そのことは瞬く間に話題となり、学園中を駆け巡った。
しかも相手は、勉強の虫フランシーナ・アントン伯爵令嬢。
彼と特に親しいわけでもないあの女が、なぜ直々に招待されたのか――
「大丈夫よ、一位と二位のお二人だもの。どうせ試験対策でもするのでしょ」
講堂の片隅でそう憶測を立てているのは、エドゥアルドと親しい令嬢達である。
彼が歩けば後ろを付いて歩き、彼が立ち止まれば周りを囲んで止めどなく喋り続ける人達だ。

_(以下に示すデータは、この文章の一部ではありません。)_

/// Query options for recipe list use-cases.
#[derive(Debug, Clone, Default, PartialEq, Eq)]
pub struct RecipeListQuery {
    pub owner: OwnerFilter,
    /// Single-tag exact match (case-insensitive).
    pub tag: Option<String>,
    /// Case-insensitive substring match on title.
    pub title_contains: Option<String>,
    /// Defaults to 20 and clamps to 100.
    pub limit: Option<u32>,
    pub offset: u32,
}

/// Row model for collection views.
#[derive(Debug, Clone, PartialEq, Eq)]
pub struct RecipeSummary {
    pub id: RecipeId,
    pub owner_id: Option<UserId>,
    pub title: String,
    pub summary: Option<String>,
    pub created_at: i64,
    pub updated_at: i64,
    pub tags: Vec<String>,
    pub ingredient_count: u32,
    pub step_count: u32,
    /// Thumbnail of the first photo that has one.
    pub cover_thumbnail: Option<Vec<u8>>,
}

/// Scalar fields editable from the detail view.
#[derive(Debug, Clone, Default, PartialEq, Eq)]
pub struct RecipeDetails {
    pub title: String,
    pub summary: Option<String>,
    pub notes: Option<String>,
    pub servings: Option<u32>,
    pub prep_minutes: Option<u32>,
    pub cook_minutes: Option<u32>,
}

impl From<&Recipe> for RecipeDetails {
    fn from(recipe: &Recipe) -> Self {
        Self {
            title: recipe.title.clone(),
            summary: recipe.summary.clone(),
            notes: recipe.notes.clone(),
            servings: recipe.servings,
            prep_minutes: recipe.prep_minutes,
            cook_minutes: recipe.cook_minutes,
        }
    }
}

/// Repository interface for the recipe aggregate.
pub trait RecipeRepository {
    fn create_recipe(&self, recipe: &Recipe) -> RepoResult<RecipeId>;
    fn get_recipe(&self, id: RecipeId) -> RepoResult<Option<Recipe>>;
    fn list_recipes(&self, query: &RecipeListQuery) -> RepoResult<Vec<RecipeSummary>>;
    fn update_details(&self, id: RecipeId, details: &RecipeDetails) -> RepoResult<()>;
    /// Hard delete; child rows cascade.
    fn delete_recipe(&self, id: RecipeId) -> RepoResult<()>;
    fn add_ingredient(&self, recipe_id: RecipeId, ingredient: &Ingredient) -> RepoResult<()>;
    fn remove_ingredient(&self, recipe_id: RecipeId, ingredient_id: IngredientId)
        -> RepoResult<()>;
    /// Replaces all tags; labels must already be normalized.
    fn set_tags(&self, recipe_id: RecipeId, tags: &[String]) -> RepoResult<()>;
    /// Labels used by recipes matching `owner`, sorted.
    fn list_tags(&self, owner: OwnerFilter) -> RepoResult<Vec<String>>;
    fn add_media(&self, recipe_id: RecipeId, media: &Media) -> RepoResult<()>;
    /// Removes one media row and returns it so callers can drop the file.
    fn remove_media(&self, recipe_id: RecipeId, media_id: MediaId) -> RepoResult<Media>;
    fn assign_owner(&self, recipe_id: RecipeId, owner: Option<UserId>) -> RepoResult<()>;
    /// Attaches every ownerless recipe to `owner`. Returns affected rows.
    fn adopt_unowned(&self, owner: UserId) -> RepoResult<usize>;
    /// Moves recipes owned by legacy (no external id) users to `owner`.
    fn reassign_legacy_owned(&self, owner: UserId) -> RepoResult<usize>;
}

/// SQLite-backed recipe repository.
pub struct SqliteRecipeRepository<'conn> {
    conn: &'conn Connection,
}

impl<'conn> SqliteRecipeRepository<'conn> {
    /// Constructs a repository from a migrated connection.
    pub fn try_new(conn: &'conn Connection) -> RepoResult<Self> {
        ensure_tables(
            conn,
            &[
                "users",
                "recipes",
                "ingredients",
                "steps",
                "tags",
                "recipe_tags",
                "media",
            ],
        )?;
        Ok(Self { conn })
    }

    fn begin(&self) -> RepoResult<Transaction<'conn>> {
        Ok(Transaction::new_unchecked(
            self.conn,
            TransactionBehavior::Immediate,
        )?)
    }
}
//! Core domain logic for Culinova.
//! This crate owns the recipe graph, its storage and the session rules that
//! tie recipes to the signed-in account.

pub mod auth;
pub mod db;
pub mod logging;
pub mod media;
pub mod model;
pub mod repo;
pub mod search;
pub mod service;

pub use auth::{random_nonce, sha256_hex, AuthIdentity};
pub use logging::{default_log_level, init_logging, logging_status};
pub use media::{ImageStore, MediaError};
pub use model::media::{Media, MediaId, MediaKind};
pub use model::recipe::{Ingredient, Recipe, RecipeId, RecipeValidationError, Step, StepId};
pub use model::user::{AuthProvider, User, UserId};
pub use repo::recipe_repo::{
    OwnerFilter, RecipeDetails, RecipeListQuery, RecipeRepository, RecipeSummary,
    SqliteRecipeRepository,
};
pub use repo::step_repo::{SqliteStepRepository, StepRepository};
pub use repo::user_repo::{SqliteUserRepository, UserRepository};
pub use repo::{RepoError, RepoResult};
pub use search::fts::{
    search_recipes, RecipeSearchHit, RecipeSearchQuery, SearchError, SearchResult,
};
pub use service::recipe_service::{
    IngredientDraft, RecipeDraft, RecipeService, RecipeServiceError, StepDraft,
};
pub use service::session_service::{SessionChange, SessionError, SessionService};
pub use service::social_service::{SocialError, SocialService};
pub use service::step_service::{StepService, StepServiceError};

/// Minimal health-check API for early integration.
pub fn ping() -> &'static str {
    "pong"
}

/// Returns the core crate version.
pub fn core_version() -> &'static str {
    env!("CARGO_PKG_VERSION")
}

#[cfg(test)]
mod tests {
    use super::{core_version, ping};

    #[test]
    fn ping_returns_pong() {
        assert_eq!(ping(), "pong");
    }

    #[test]
    fn version_is_not_empty() {
        assert!(!core_version().is_empty());
    }
}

どうやらフランシーナは、彼女達から『大丈夫』――圏外であると思われているらしい。
「あの人が行っていいなら、私達も行ってみる?」
「談話室なら、女子も入っていいって聞いたわ」
こっそりと彼女達の話に耳をそばだてながら、ついつい感心してしまう。
エドゥアルドと、何をそんなに話すことがあるのだろうかと。
フランシーナなんて、この間の十分間だけでも会話に困ってしまったというのに。
彼が話題を振ってくれなければ、女子寮までの道のりを沈黙のまま歩き続けるところだった。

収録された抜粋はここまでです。